Tarde demais. Um sujeito com conversa impressionante e a cara do Bruce Willis já havia levado o coração e o sossego dela. Aos poucos, foram perdendo o contato. Ela não tinha mais tempo; e nem frequentava mais os mesmos lugares.
Muitos anos depois, ele a encontrou num supermercado, com uma menininha de quatro ou cinco anos.

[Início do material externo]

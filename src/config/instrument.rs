// Copyright (C) 2026 Michael Wilson <mike@mdwn.dev>
//
// This program is free software: you can redistribute it and/or modify it under
// the terms of the GNU General Public License as published by the Free Software
// Foundation, version 3.
//
// This program is distributed in the hope that it will be useful, but WITHOUT
// ANY WARRANTY; without even the implied warranty of MERCHANTABILITY or FITNESS
// FOR A PARTICULAR PURPOSE. See the GNU General Public License for more details.
//
// You should have received a copy of the GNU General Public License along with
// this program. If not, see <https://www.gnu.org/licenses/>.
//
use std::collections::HashSet;
use std::path::Path;
use std::sync::Arc;

use config::{Config, File};
use serde::{Deserialize, Serialize};
use tracing::info;

use super::error::ConfigError;
use super::keyboard::KeyboardConfig;
use crate::audio::{BufferLibrary, Output};
use crate::context::Context;
use crate::engine::{RandomPitch, DEFAULT_RANDOM_PITCH_MAX, DEFAULT_RANDOM_PITCH_MIN};
use crate::tuning::{Scale, TuningTable};

/// A scale declared alongside the built-in ones.
#[derive(Deserialize, Clone, Serialize, Debug, PartialEq)]
pub struct ScaleConfig {
    name: String,

    /// Steps as "n/d" fractions, ascending, within one octave.
    #[serde(default)]
    steps: Vec<String>,
}

impl ScaleConfig {
    pub fn new(name: &str, steps: &[&str]) -> ScaleConfig {
        ScaleConfig {
            name: name.to_string(),
            steps: steps.iter().map(|step| step.to_string()).collect(),
        }
    }

    pub fn name(&self) -> &str {
        &self.name
    }

    /// Parses the steps into a scale.
    pub fn to_scale(&self) -> Result<Scale, ConfigError> {
        Scale::parse(&self.name, &self.steps).map_err(ConfigError::Invalid)
    }
}

/// The range randomized voices draw from.
#[derive(Deserialize, Clone, Copy, Serialize, Debug, PartialEq)]
pub struct RandomPitchConfig {
    #[serde(default = "default_random_min")]
    min: f64,
    #[serde(default = "default_random_max")]
    max: f64,
}

fn default_random_min() -> f64 {
    DEFAULT_RANDOM_PITCH_MIN
}

fn default_random_max() -> f64 {
    DEFAULT_RANDOM_PITCH_MAX
}

impl Default for RandomPitchConfig {
    fn default() -> Self {
        RandomPitchConfig {
            min: default_random_min(),
            max: default_random_max(),
        }
    }
}

impl RandomPitchConfig {
    pub fn to_random_pitch(&self) -> Result<RandomPitch, ConfigError> {
        Ok(RandomPitch::new(self.min, self.max)?)
    }
}

/// The configuration for a whole instrument: its keyboards, any extra scales and
/// how randomized voices pick their pitch.
#[derive(Deserialize, Clone, Serialize, Debug, PartialEq)]
pub struct InstrumentConfig {
    /// Keyboards in order. The first is current when the instrument starts.
    keyboards: Vec<KeyboardConfig>,

    #[serde(default)]
    scales: Vec<ScaleConfig>,

    #[serde(default)]
    random_pitch: RandomPitchConfig,
}

impl InstrumentConfig {
    /// Creates a new instrument configuration.
    pub fn new(
        keyboards: Vec<KeyboardConfig>,
        scales: Vec<ScaleConfig>,
        random_pitch: RandomPitchConfig,
    ) -> InstrumentConfig {
        InstrumentConfig {
            keyboards,
            scales,
            random_pitch,
        }
    }

    /// Parse an instrument from a YAML file.
    pub fn deserialize(path: &Path) -> Result<InstrumentConfig, ConfigError> {
        Ok(Config::builder()
            .add_source(File::from(path))
            .build()?
            .try_deserialize::<InstrumentConfig>()?)
    }

    pub fn keyboards(&self) -> &[KeyboardConfig] {
        &self.keyboards
    }

    pub fn scales(&self) -> &[ScaleConfig] {
        &self.scales
    }

    /// The built-in scales plus the declared ones. A declared scale replaces a
    /// built-in scale of the same name.
    pub fn tunings(&self) -> Result<TuningTable, ConfigError> {
        let mut tunings = TuningTable::builtin();
        for scale in self.scales.iter() {
            tunings.insert(scale.to_scale()?);
        }
        Ok(tunings)
    }

    pub fn random_pitch(&self) -> Result<RandomPitch, ConfigError> {
        self.random_pitch.to_random_pitch()
    }

    /// Checks everything that can be checked without samples or an output: keyboard
    /// names, scales and the random pitch range.
    pub fn validate(&self) -> Result<(), ConfigError> {
        if self.keyboards.is_empty() {
            return Err(ConfigError::Invalid(
                "instrument has no keyboards".to_string(),
            ));
        }
        let mut names = HashSet::new();
        for keyboard in self.keyboards.iter() {
            if !names.insert(keyboard.name()) {
                return Err(ConfigError::Invalid(format!(
                    "keyboard {} is declared more than once",
                    keyboard.name()
                )));
            }
        }
        self.tunings()?;
        self.random_pitch()?;
        Ok(())
    }

    /// Builds the instrument's context. Voices play on `output` using samples from
    /// `buffers`.
    pub fn build(
        &self,
        output: Arc<dyn Output>,
        buffers: BufferLibrary,
    ) -> Result<Context, ConfigError> {
        self.validate()?;
        let tunings = self.tunings()?;

        let mut keyboards = self.keyboards.iter();
        let first = keyboards
            .next()
            .ok_or_else(|| ConfigError::Invalid("instrument has no keyboards".to_string()))?
            .to_keymap(output.clone(), &buffers, &tunings)?;

        let mut built = Vec::new();
        for keyboard in keyboards {
            built.push(keyboard.to_keymap(output.clone(), &buffers, &tunings)?);
        }

        let mut context = Context::new(output, buffers, tunings, first);
        for keymap in built {
            context.add_keyboard(keymap)?;
        }

        info!(
            keyboards = context.keyboard_names().len(),
            current = context.current_keyboard_name(),
            "Instrument built"
        );
        Ok(context)
    }

    /// Records the state of a context. Scales that differ from the built-in ones are
    /// kept so voices tuned to them can be restored.
    pub fn from_context(context: &Context, random_pitch: RandomPitch) -> InstrumentConfig {
        let builtin = TuningTable::builtin();
        let keyboards = context
            .keyboard_names()
            .into_iter()
            .filter_map(|name| context.keyboard(name).ok())
            .map(KeyboardConfig::from_keymap)
            .collect();
        let scales = context
            .tunings()
            .names()
            .filter_map(|name| context.tunings().get(name))
            .filter(|scale| builtin.get(scale.name()) != Some(*scale))
            .map(|scale| ScaleConfig {
                name: scale.name().to_string(),
                steps: scale.fractions().iter().map(|f| f.to_string()).collect(),
            })
            .collect();

        InstrumentConfig {
            keyboards,
            scales,
            random_pitch: RandomPitchConfig {
                min: random_pitch.min(),
                max: random_pitch.max(),
            },
        }
    }
}

#[cfg(test)]
mod tests {
    use std::io::Write;

    use super::*;
    use crate::audio::{mock, SampleBuffer};
    use crate::keymap::Key;
    use crate::tuning::Tuning;

    const INSTRUMENT: &str = r#"
scales:
  - name: septimal
    steps: ["1/1", "7/6", "3/2", "7/4"]
random_pitch:
  min: 0.75
  max: 1.5
keyboards:
  - name: main
    keys:
      a:
        sample: kick
        pitch: 1.8
        tuning: septimal
      s:
        sample: snare
        trigger_mode: rapid
  - name: pads
    defaults: true
"#;

    fn write_instrument(contents: &str) -> tempfile::NamedTempFile {
        let mut file = tempfile::Builder::new().suffix(".yaml").tempfile().unwrap();
        file.write_all(contents.as_bytes()).unwrap();
        file
    }

    fn buffers() -> BufferLibrary {
        let mut buffers = BufferLibrary::new();
        buffers.insert(SampleBuffer::new("kick", vec![0.0; 16], 1, 44100));
        buffers.insert(SampleBuffer::new("snare", vec![0.0; 16], 1, 44100));
        buffers
    }

    #[test]
    fn test_deserialize_instrument() {
        let file = write_instrument(INSTRUMENT);
        let config = InstrumentConfig::deserialize(file.path()).unwrap();

        assert_eq!(config.keyboards().len(), 2);
        assert_eq!(config.keyboards()[0].name(), "main");
        assert!(config.keyboards()[1].defaults());
        assert_eq!(config.scales()[0].name(), "septimal");

        let random = config.random_pitch().unwrap();
        assert_eq!(random.min(), 0.75);
        assert_eq!(random.max(), 1.5);
    }

    #[test]
    fn test_build_instrument() {
        let file = write_instrument(INSTRUMENT);
        let config = InstrumentConfig::deserialize(file.path()).unwrap();
        let (output, _completions) = mock::Output::new("mock-instrument");

        let context = config.build(Arc::new(output), buffers()).unwrap();
        assert_eq!(context.keyboard_names(), vec!["main", "pads"]);
        assert_eq!(context.current_keyboard_name(), "main");

        let a = context.voice(&Key::from("a")).unwrap();
        assert_eq!(a.tuning(), &Tuning::Scale("septimal".to_string()));
        assert_eq!(a.base_pitch(), 1.75);
        assert_eq!(
            a.fraction_label(context.tunings()).unwrap().to_string(),
            "7/4"
        );
        assert!(context.voice(&Key::from("q")).is_err());
        assert_eq!(
            context.keyboard("pads").unwrap().len(),
            crate::keymap::DEFAULT_KEYS.len()
        );
    }

    #[test]
    fn test_missing_file() {
        let result = InstrumentConfig::deserialize(Path::new("/nonexistent/instrument.yaml"));
        assert!(matches!(result, Err(ConfigError::Load(_))));
    }

    #[test]
    fn test_invalid_instruments() {
        let unsorted = InstrumentConfig::new(
            vec![KeyboardConfig::new("main", true, Default::default())],
            vec![ScaleConfig::new("bad", &["3/2", "1/1"])],
            RandomPitchConfig::default(),
        );
        assert!(matches!(
            unsorted.validate(),
            Err(ConfigError::Invalid(_))
        ));

        let duplicate = InstrumentConfig::new(
            vec![
                KeyboardConfig::new("main", true, Default::default()),
                KeyboardConfig::new("main", false, Default::default()),
            ],
            Vec::new(),
            RandomPitchConfig::default(),
        );
        assert!(matches!(
            duplicate.validate(),
            Err(ConfigError::Invalid(_))
        ));

        let empty = InstrumentConfig::new(Vec::new(), Vec::new(), RandomPitchConfig::default());
        assert!(empty.validate().is_err());

        let backwards = InstrumentConfig::new(
            vec![KeyboardConfig::new("main", true, Default::default())],
            Vec::new(),
            RandomPitchConfig { min: 2.0, max: 1.0 },
        );
        assert!(matches!(
            backwards.validate(),
            Err(ConfigError::Voice(_))
        ));
    }

    #[test]
    fn test_from_context_keeps_custom_scales() {
        let file = write_instrument(INSTRUMENT);
        let config = InstrumentConfig::deserialize(file.path()).unwrap();
        let (output, _completions) = mock::Output::new("mock-instrument");
        let context = config.build(Arc::new(output), buffers()).unwrap();

        let saved = InstrumentConfig::from_context(&context, config.random_pitch().unwrap());
        assert_eq!(saved.scales(), config.scales());
        assert_eq!(saved.keyboards().len(), 2);
        assert_eq!(saved.keyboards()[0], config.keyboards()[0]);
        assert_eq!(saved.random_pitch().unwrap(), config.random_pitch().unwrap());
    }
}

Cumprimentaram-se. Mas Ernesto não ousou perguntar. Apenas pensou: “Meu Deus! Ela continua linda! Será que a menina é do Bruce Willis de araque?”. E seguiu com as compras, engolindo a frustração. Rápido demais.
Seu trabalho? Só percebeu que poderia ser mais feliz fazendo outra coisa quando já estava ganhando o suficiente para não querer pensar num recomeço. Advogado; tendo como principal cliente um clube de investimentos. Tarde demais pra mudar.
Seis e trinta da manhã. Cedo demais para deixar a cabeça viajar tanto. Se mergulhar nas imagens, vozes e recriminações, o tempo sairá do controle. Outra vez. E logo, ao invés de cedo, ficará tarde. Precisará sair correndo para não atrasar compromissos.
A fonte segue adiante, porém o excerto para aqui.